■ ABOUT THIS EXERCISE ■
What you return should be the lines of the data containing "reference", each in full.

======== INPUT DATA

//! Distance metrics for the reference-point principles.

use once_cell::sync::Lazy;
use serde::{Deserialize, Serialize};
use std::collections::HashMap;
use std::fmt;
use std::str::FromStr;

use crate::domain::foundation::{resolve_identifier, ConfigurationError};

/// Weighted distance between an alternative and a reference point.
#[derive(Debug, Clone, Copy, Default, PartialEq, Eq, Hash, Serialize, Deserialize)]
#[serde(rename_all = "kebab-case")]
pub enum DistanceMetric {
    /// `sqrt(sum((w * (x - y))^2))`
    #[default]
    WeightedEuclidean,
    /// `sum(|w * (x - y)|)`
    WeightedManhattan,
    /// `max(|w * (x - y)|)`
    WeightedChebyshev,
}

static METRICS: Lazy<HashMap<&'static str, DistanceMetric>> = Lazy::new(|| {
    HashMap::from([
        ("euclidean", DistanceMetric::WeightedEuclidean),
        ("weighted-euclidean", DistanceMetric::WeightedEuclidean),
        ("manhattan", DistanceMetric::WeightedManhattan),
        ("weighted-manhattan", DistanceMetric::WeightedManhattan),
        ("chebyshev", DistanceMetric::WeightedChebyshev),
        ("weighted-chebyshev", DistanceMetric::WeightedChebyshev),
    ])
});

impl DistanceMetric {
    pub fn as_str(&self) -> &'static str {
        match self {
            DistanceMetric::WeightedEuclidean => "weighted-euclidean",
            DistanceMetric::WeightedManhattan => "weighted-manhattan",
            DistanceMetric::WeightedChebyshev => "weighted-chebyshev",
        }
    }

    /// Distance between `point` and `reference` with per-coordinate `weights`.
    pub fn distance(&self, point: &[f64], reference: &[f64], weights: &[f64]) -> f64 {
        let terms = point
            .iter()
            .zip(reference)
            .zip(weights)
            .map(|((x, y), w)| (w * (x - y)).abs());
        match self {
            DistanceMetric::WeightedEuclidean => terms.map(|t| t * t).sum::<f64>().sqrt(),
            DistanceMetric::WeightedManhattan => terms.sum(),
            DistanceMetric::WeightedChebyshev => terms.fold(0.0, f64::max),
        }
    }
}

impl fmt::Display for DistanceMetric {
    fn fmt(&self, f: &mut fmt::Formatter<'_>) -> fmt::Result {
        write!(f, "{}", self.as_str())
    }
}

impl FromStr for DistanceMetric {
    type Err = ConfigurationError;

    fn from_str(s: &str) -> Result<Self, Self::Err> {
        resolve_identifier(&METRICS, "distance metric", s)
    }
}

================

■ ANSWER SECTION ■
//! Distance metrics for the reference-point principles.
/// Weighted distance between an alternative and a reference point.
    /// Distance between `point` and `reference` with per-coordinate `weights`.
    pub fn distance(&self, point: &[f64], reference: &[f64], weights: &[f64]) -> f64 {
            .zip(reference)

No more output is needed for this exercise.